Il ruolo dei vaccini e delle varianti del virus
Come si inseriscono i vaccini in questo contesto? Sulla base del modello messo a punto dai ricercatori, a seconda del tipo di risposta immunitaria che genera, un vaccino potrebbe accelerare l’instaurarsi di uno stato di endemicità lieve della malattia. La strategia migliore per accelerare il passaggio da epidemia a endemia, sottolinea Lavine, è proprio la vaccinazione. “Considerando ciò che sappiamo sull’immunità, è probabile che chiunque sia vivo oggi, a un certo punto della sua vita sarà infettato da Sars-CoV-2. Le prove suggeriscono che se la persona si è vaccinata, la malattia sarà molto più lieve”.
Dicevamo che il virus diventa endemico quando il rapporto tra morti e persone infette si riduce. Le nuove varianti potrebbero rallentare questo processo, se hanno un maggiore tasso di mortalità. “Dati recenti provenienti dal Regno Unito e dal Brasile suggeriscono che alcuni dei nuovi ceppi sono più mortali”. Questo però secondo Lavine non dovrebbe cambiare sostanzialmente il processo (il passaggio a endemia), fintanto che le infezioni rimangono lievi nei bambini piccoli e l’infezione con un ceppo o la vaccinazione forniscono un’immunità contro la reinfezione da una varietà di ceppi del virus.
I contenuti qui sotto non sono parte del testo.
use super::*;
use crate::advisor;
use crate::model::InvalidSelection;

impl QuizApp {
    /// Corrige y registra la selección enviada para la pregunta en curso.
    /// `now` son los segundos del reloj de egui en el momento del envío.
    pub fn procesar_respuesta(&mut self, seleccion: &str, now: f64) {
        if seleccion.trim().is_empty() {
            self.message = "⚠ Elige una opción antes de enviar.".into();
            return;
        }

        let pregunta = match self.pregunta_actual().cloned() {
            Some(q) => q,
            None => {
                self.message = "Error interno: no hay pregunta seleccionada.".into();
                return;
            }
        };

        if self.ya_respondida(&pregunta.id) && self.revisit_policy == RevisitPolicy::ViewOnly {
            self.message = "🔒 Esta pregunta ya quedó registrada en el expediente.".into();
            return;
        }

        let transcurrido = self.tiempo_transcurrido(now);
        match Response::evaluate(&pregunta, seleccion, transcurrido) {
            Ok(respuesta) => {
                let correcta = respuesta.is_correct;
                self.progress.upsert_response(respuesta);
                self.progress.question_started_at = None;
                self.message = if correcta {
                    "🎉 ¡Brillante trabajo, detective! Pista asegurada.".into()
                } else {
                    "❌ No exactamente, detective. Revisa la explicación.".into()
                };
            }
            Err(InvalidSelection) => {
                self.message = format!("⚠ La opción «{seleccion}» no existe en esta pregunta.");
            }
        }
    }

    // --- Pistas del asesor ---

    /// Las pistas solo se ofrecen en el tramo intermedio, con al menos una
    /// respuesta intermedia registrada y la pregunta actual sin responder.
    pub fn pista_disponible(&self) -> bool {
        if self.state != AppState::Quiz
            || self.progress.current_difficulty != Difficulty::Intermediate
        {
            return false;
        }
        let tiene_intermedias = self
            .progress
            .responses
            .iter()
            .any(|r| r.difficulty == Difficulty::Intermediate);
        let actual_sin_responder = self
            .pregunta_actual()
            .map(|q| !self.ya_respondida(&q.id))
            .unwrap_or(false);
        tiene_intermedias && actual_sin_responder
    }

    /// Lanza la petición de pista sin bloquear la interfaz: hilo + canal
    /// en escritorio, future local en WASM. El resultado lo recoge
    /// [`QuizApp::poll_pista`] en un frame posterior.
    pub fn solicitar_pista(&mut self) {
        if self.hint_pending {
            self.message = "⏳ El asesor sigue analizando tu historial. Espera un momento.".into();
            return;
        }
        let pregunta = match self.pregunta_actual().cloned() {
            Some(q) => q,
            None => return,
        };

        let peticion = advisor::construir_peticion(&pregunta, &self.progress.responses);
        let (tx, rx) = std::sync::mpsc::channel();
        self.hint_rx = Some(rx);
        self.hint_pending = true;
        self.hint_text = None;

        #[cfg(not(target_arch = "wasm32"))]
        std::thread::spawn(move || {
            let _ = tx.send(advisor::pedir_pista(&peticion));
        });

        #[cfg(target_arch = "wasm32")]
        wasm_bindgen_futures::spawn_local(async move {
            let _ = tx.send(advisor::pedir_pista(&peticion).await);
        });
    }

    /// Recoge el resultado del asesor si ya llegó. Cualquier fallo degrada
    /// a la pista fija: nunca se muestra como error duro.
    pub fn poll_pista(&mut self) {
        let resultado = self.hint_rx.as_ref().and_then(|rx| rx.try_recv().ok());
        if let Some(resultado) = resultado {
            self.hint_pending = false;
            self.hint_rx = None;
            self.hint_text = Some(match resultado {
                Ok(texto) => texto,
                Err(err) => {
                    log::warn!("El asesor de pistas falló: {}", err.message);
                    advisor::PISTA_FALLBACK.to_string()
                }
            });
        }
    }
}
“Sono cose che non sappiamo per il momento, bisognerà continuare a monitorare il tasso di mortalità dei ceppi nelle diverse fasce di età e la durata dell’immunità dopo l’infezione per le diverse varianti del virus”.
Vaccinazioni e distanziamento sociale per favorire il passaggio ad endemia
Secondo Lavine, però l’articolo di Science è stato interpretato in modo errato da diverse testate italiane che hanno parlato di uno studio rivoluzionario secondo il quale bisognerebbe lasciar circolare liberamente il virus, riaprendo tutto e smettendola di adottare le misure di distanziamento sociale – proteggendo solo le categorie a rischio – e questo per liberarci il prima possibile dal virus, altrimenti ci vorrebbero ancora 10 o 20 anni prima che l’infezione da Sars-Cov-2 diventi endemica.
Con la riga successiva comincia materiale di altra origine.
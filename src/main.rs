#![cfg_attr(not(debug_assertions), windows_subsystem = "windows")]

use clue_to_solve::QuizApp;

#[cfg(not(target_arch = "wasm32"))]
fn main() -> eframe::Result<()> {
    env_logger::init();

    let options = eframe::NativeOptions {
        viewport: egui::ViewportBuilder::default()
            .with_inner_size([1000.0, 740.0])
            .with_min_inner_size([680.0, 520.0]),
        ..Default::default()
    };
    eframe::run_native(
        "ClueToSolve",
        options,
        Box::new(|_cc| Ok(Box::new(QuizApp::new()))),
    )
}

// Entrada para la versión web: engancha el runner al canvas de index.html
#[cfg(target_arch = "wasm32")]
fn main() {
    use eframe::wasm_bindgen::JsCast as _;

    eframe::WebLogger::init(log::LevelFilter::Debug).ok();

    let web_options = eframe::WebOptions::default();

    wasm_bindgen_futures::spawn_local(async {
        let document = web_sys::window()
            .expect("No hay window")
            .document()
            .expect("No hay document");

        let canvas = document
            .get_element_by_id("clue_to_solve_canvas")
            .expect("No se encontró el canvas clue_to_solve_canvas")
            .dyn_into::<web_sys::HtmlCanvasElement>()
            .expect("clue_to_solve_canvas no es un HtmlCanvasElement");

        eframe::WebRunner::new()
            .start(
                canvas,
                web_options,
                Box::new(|_cc| Ok(Box::new(QuizApp::new()))),
            )
            .await
            .expect("No se pudo arrancar eframe en el navegador");
    });
}
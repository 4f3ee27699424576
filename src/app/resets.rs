use super::*;
use eframe::egui;

impl QuizApp {
    /// Reinicio completo de la sesión de caso: respuestas, banderas y
    /// posición. La caché de preguntas se conserva (es de solo lectura).
    /// Un resultado de pista en vuelo se descarta al soltar el canal.
    pub fn reiniciar_sesion(&mut self) {
        self.progress = CaseProgress::default();
        self.hint_text = None;
        self.hint_pending = false;
        self.hint_rx = None;
        self.confirm_reset = false;
        self.message.clear();
    }

    pub fn confirm_reset(&mut self, ctx: &egui::Context) {
        egui::Window::new("Confirmar abandono")
            .collapsible(false)
            .resizable(false)
            .show(ctx, |ui| {
                ui.label(
                    "¿Seguro que quieres abandonar el caso? \
                     Se perderán todas las respuestas de esta sesión.",
                );
                ui.horizontal(|ui| {
                    if ui.button("Sí, abandonar").clicked() {
                        self.volver_al_cuartel();
                    }
                    if ui.button("No").clicked() {
                        self.confirm_reset = false;
                    }
                });
            });
    }
}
Ma gli autori, ci spiega Lavine non hanno scritto questo. “Se manteniamo le distanze sociali e implementiamo rapidamente il vaccino, potremmo raggiungere uno stato endemico lieve in un arco di tempo che va da sei mesi a un anno”, afferma. Al contrario, se non manteniamo le misure di distanziamento sociale fino a quando una buona parte della popolazione non sarà vaccinata, “il carico della malattia diventerà incredibilmente elevato, con centinaia di migliaia di morti inutili”. È questo il senso delle misure adottate fin ora, e nessuno studio scientifico ha affermato il contrario.
D’altra parte, il distanziamento sociale da solo, senza le vaccinazioni, permette di ridurre leggermente il tasso di mortalità ed evita che i sistemi sanitari siano travolti, ma non permette di evitare la maggior parte dei decessi.
L’analisi quindi non stravolge l’idea che ci eravamo fatti fin ora della trasmissione del virus, ma offre una valutazione accurata del processo che porterà l’infezione a diventare endemica.